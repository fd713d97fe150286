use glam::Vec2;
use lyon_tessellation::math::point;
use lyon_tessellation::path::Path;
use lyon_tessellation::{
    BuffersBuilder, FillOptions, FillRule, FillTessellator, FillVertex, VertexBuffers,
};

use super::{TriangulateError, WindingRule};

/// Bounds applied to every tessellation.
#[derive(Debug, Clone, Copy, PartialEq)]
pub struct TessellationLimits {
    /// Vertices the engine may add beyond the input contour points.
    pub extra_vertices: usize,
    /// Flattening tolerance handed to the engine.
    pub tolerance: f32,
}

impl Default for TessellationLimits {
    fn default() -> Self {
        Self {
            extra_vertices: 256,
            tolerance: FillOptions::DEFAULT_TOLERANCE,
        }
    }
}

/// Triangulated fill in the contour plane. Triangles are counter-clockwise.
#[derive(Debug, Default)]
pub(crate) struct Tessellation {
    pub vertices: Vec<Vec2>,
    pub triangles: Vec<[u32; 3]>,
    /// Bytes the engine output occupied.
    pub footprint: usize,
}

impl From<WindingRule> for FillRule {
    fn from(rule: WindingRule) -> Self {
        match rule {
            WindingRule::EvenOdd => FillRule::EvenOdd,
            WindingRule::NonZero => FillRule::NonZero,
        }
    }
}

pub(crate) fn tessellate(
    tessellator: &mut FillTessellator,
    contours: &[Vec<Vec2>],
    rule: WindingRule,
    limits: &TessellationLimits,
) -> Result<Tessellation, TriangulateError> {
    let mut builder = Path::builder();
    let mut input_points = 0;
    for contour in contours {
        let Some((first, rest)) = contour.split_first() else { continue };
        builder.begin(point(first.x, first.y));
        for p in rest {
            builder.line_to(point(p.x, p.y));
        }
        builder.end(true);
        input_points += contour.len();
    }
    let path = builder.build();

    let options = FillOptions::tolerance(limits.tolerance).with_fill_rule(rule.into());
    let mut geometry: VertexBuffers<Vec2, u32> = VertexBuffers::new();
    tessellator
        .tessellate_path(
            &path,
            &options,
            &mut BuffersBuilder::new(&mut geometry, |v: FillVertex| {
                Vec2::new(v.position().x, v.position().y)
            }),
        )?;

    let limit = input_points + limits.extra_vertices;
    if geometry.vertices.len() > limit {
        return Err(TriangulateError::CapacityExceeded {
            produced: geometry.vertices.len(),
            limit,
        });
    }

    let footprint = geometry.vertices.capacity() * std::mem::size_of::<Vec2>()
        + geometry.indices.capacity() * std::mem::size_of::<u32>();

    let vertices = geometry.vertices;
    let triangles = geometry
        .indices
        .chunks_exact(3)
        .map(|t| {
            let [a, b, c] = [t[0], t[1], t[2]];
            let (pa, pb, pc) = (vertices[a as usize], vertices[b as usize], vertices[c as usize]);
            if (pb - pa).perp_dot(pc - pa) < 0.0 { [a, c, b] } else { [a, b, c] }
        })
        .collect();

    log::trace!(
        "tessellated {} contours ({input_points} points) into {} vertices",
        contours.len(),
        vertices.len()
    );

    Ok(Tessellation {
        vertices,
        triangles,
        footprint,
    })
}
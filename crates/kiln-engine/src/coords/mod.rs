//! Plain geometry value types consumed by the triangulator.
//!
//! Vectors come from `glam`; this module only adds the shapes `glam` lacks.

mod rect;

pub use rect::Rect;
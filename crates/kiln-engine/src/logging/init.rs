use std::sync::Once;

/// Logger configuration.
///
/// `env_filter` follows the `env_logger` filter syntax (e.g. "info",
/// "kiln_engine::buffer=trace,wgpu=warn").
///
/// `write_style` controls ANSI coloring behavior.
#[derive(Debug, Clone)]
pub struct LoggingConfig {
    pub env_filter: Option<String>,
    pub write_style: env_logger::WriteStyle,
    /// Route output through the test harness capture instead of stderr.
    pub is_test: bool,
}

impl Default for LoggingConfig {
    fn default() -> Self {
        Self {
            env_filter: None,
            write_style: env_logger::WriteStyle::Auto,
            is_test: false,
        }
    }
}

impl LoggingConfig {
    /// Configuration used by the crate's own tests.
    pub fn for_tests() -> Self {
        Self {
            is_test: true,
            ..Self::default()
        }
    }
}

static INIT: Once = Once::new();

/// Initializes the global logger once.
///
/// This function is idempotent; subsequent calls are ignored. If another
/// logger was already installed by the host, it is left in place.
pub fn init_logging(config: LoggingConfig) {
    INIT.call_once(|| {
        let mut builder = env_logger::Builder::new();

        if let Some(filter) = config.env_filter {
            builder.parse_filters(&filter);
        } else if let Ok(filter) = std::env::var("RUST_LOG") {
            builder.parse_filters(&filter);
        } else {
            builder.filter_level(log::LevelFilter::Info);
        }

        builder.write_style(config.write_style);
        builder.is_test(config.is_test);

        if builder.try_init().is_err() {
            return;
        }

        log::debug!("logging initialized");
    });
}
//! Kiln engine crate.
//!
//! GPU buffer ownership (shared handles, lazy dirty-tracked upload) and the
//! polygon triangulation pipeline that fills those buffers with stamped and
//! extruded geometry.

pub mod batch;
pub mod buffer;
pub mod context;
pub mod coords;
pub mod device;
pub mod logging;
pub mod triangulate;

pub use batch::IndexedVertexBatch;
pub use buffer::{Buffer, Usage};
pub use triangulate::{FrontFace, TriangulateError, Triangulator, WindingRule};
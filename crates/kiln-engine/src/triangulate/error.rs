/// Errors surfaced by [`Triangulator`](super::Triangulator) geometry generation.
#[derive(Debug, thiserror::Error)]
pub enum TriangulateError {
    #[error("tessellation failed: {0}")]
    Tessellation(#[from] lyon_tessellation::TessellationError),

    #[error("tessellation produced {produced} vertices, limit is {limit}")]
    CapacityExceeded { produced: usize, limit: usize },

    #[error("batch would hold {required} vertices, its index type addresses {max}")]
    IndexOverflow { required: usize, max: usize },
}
+-------+
— Task brief —
Please output the full listing one more time, exactly.

— Problem solution —
repository fd713d97fe150286
use glam::Vec2;
use lyon_tessellation::math::point;
use lyon_tessellation::path::Path;
use lyon_tessellation::{
    BuffersBuilder, FillOptions, FillRule, FillTessellator, FillVertex, VertexBuffers,
};

use super::{TriangulateError, WindingRule};

/// Bounds applied to every tessellation.
#[derive(Debug, Clone, Copy, PartialEq)]
pub struct TessellationLimits {
    /// Vertices the engine may add beyond the input contour points.
    pub extra_vertices: usize,
    /// Flattening tolerance handed to the engine.
    pub tolerance: f32,
}

impl Default for TessellationLimits {
    fn default() -> Self {
        Self {
            extra_vertices: 256,
            tolerance: FillOptions::DEFAULT_TOLERANCE,
        }
    }
}

/// Triangulated fill in the contour plane. Triangles are counter-clockwise.
#[derive(Debug, Default)]
pub(crate) struct Tessellation {
    pub vertices: Vec<Vec2>,
    pub triangles: Vec<[u32; 3]>,
    /// Bytes the engine output occupied.
    pub footprint: usize,
}

impl From<WindingRule> for FillRule {
    fn from(rule: WindingRule) -> Self {
        match rule {
            WindingRule::EvenOdd => FillRule::EvenOdd,
            WindingRule::NonZero => FillRule::NonZero,
        }
    }
}

pub(crate) fn tessellate(
    tessellator: &mut FillTessellator,
    contours: &[Vec<Vec2>],
    rule: WindingRule,
    limits: &TessellationLimits,
) -> Result<Tessellation, TriangulateError> {
    let mut builder = Path::builder();
    let mut input_points = 0;
    for contour in contours {
        let Some((first, rest)) = contour.split_first() else { continue };
        builder.begin(point(first.x, first.y));
        for p in rest {
            builder.line_to(point(p.x, p.y));
        }
        builder.end(true);
        input_points += contour.len();
    }
    let path = builder.build();

    let options = FillOptions::tolerance(limits.tolerance).with_fill_rule(rule.into());
    let mut geometry: VertexBuffers<Vec2, u32> = VertexBuffers::new();
    tessellator
        .tessellate_path(
            &path,
            &options,
            &mut BuffersBuilder::new(&mut geometry, |v: FillVertex| {
                Vec2::new(v.position().x, v.position().y)
            }),
        )?;

    let limit = input_points + limits.extra_vertices;
    if geometry.vertices.len() > limit {
        return Err(TriangulateError::CapacityExceeded {
            produced: geometry.vertices.len(),
            limit,
        });
    }

    let footprint = geometry.vertices.capacity() * std::mem::size_of::<Vec2>()
        + geometry.indices.capacity() * std::mem::size_of::<u32>();

    let vertices = geometry.vertices;
    let triangles = geometry
        .indices
        .chunks_exact(3)
        .map(|t| {
            let [a, b, c] = [t[0], t[1], t[2]];
            let (pa, pb, pc) = (vertices[a as usize], vertices[b as usize], vertices[c as usize]);
            if (pb - pa).perp_dot(pc - pa) < 0.0 { [a, c, b] } else { [a, b, c] }
        })
        .collect();

    log::trace!(
        "tessellated {} contours ({input_points} points) into {} vertices",
        contours.len(),
        vertices.len()
    );

    Ok(Tessellation {
        vertices,
        triangles,
        footprint,
    })
}
filename crates/kiln-engine/src/coords/mod.rs
//! Plain geometry value types consumed by the triangulator.
//!
//! Vectors come from `glam`; this module only adds the shapes `glam` lacks.

mod rect;

pub use rect::Rect;
filename crates/kiln-engine/src/logging/init.rs
use std::sync::Once;

/// Logger configuration.
///
/// `env_filter` follows the `env_logger` filter syntax (e.g. "info",
/// "kiln_engine::buffer=trace,wgpu=warn").
///
/// `write_style` controls ANSI coloring behavior.
#[derive(Debug, Clone)]
pub struct LoggingConfig {
    pub env_filter: Option<String>,
    pub write_style: env_logger::WriteStyle,
    /// Route output through the test harness capture instead of stderr.
    pub is_test: bool,
}

impl Default for LoggingConfig {
    fn default() -> Self {
        Self {
            env_filter: None,
            write_style: env_logger::WriteStyle::Auto,
            is_test: false,
        }
    }
}

impl LoggingConfig {
    /// Configuration used by the crate's own tests.
    pub fn for_tests() -> Self {
        Self {
            is_test: true,
            ..Self::default()
        }
    }
}

static INIT: Once = Once::new();

/// Initializes the global logger once.
///
/// This function is idempotent; subsequent calls are ignored. If another
/// logger was already installed by the host, it is left in place.
pub fn init_logging(config: LoggingConfig) {
    INIT.call_once(|| {
        let mut builder = env_logger::Builder::new();

        if let Some(filter) = config.env_filter {
            builder.parse_filters(&filter);
        } else if let Ok(filter) = std::env::var("RUST_LOG") {
            builder.parse_filters(&filter);
        } else {
            builder.filter_level(log::LevelFilter::Info);
        }

        builder.write_style(config.write_style);
        builder.is_test(config.is_test);

        if builder.try_init().is_err() {
            return;
        }

        log::debug!("logging initialized");
    });
}
//! Kiln engine crate.
//!
//! GPU buffer ownership (shared handles, lazy dirty-tracked upload) and the
//! polygon triangulation pipeline that fills those buffers with stamped and
//! extruded geometry.

pub mod batch;
pub mod buffer;
pub mod context;
pub mod coords;
pub mod device;
pub mod logging;
pub mod triangulate;

pub use batch::IndexedVertexBatch;
pub use buffer::{Buffer, Usage};
pub use triangulate::{FrontFace, TriangulateError, Triangulator, WindingRule};
filename crates/kiln-engine/src/triangulate/error.rs
/// Errors surfaced by [`Triangulator`](super::Triangulator) geometry generation.
#[derive(Debug, thiserror::Error)]
pub enum TriangulateError {
    #[error("tessellation failed: {0}")]
    Tessellation(#[from] lyon_tessellation::TessellationError),

    #[error("tessellation produced {produced} vertices, limit is {limit}")]
    CapacityExceeded { produced: usize, limit: usize },

    #[error("batch would hold {required} vertices, its index type addresses {max}")]
    IndexOverflow { required: usize, max: usize },
}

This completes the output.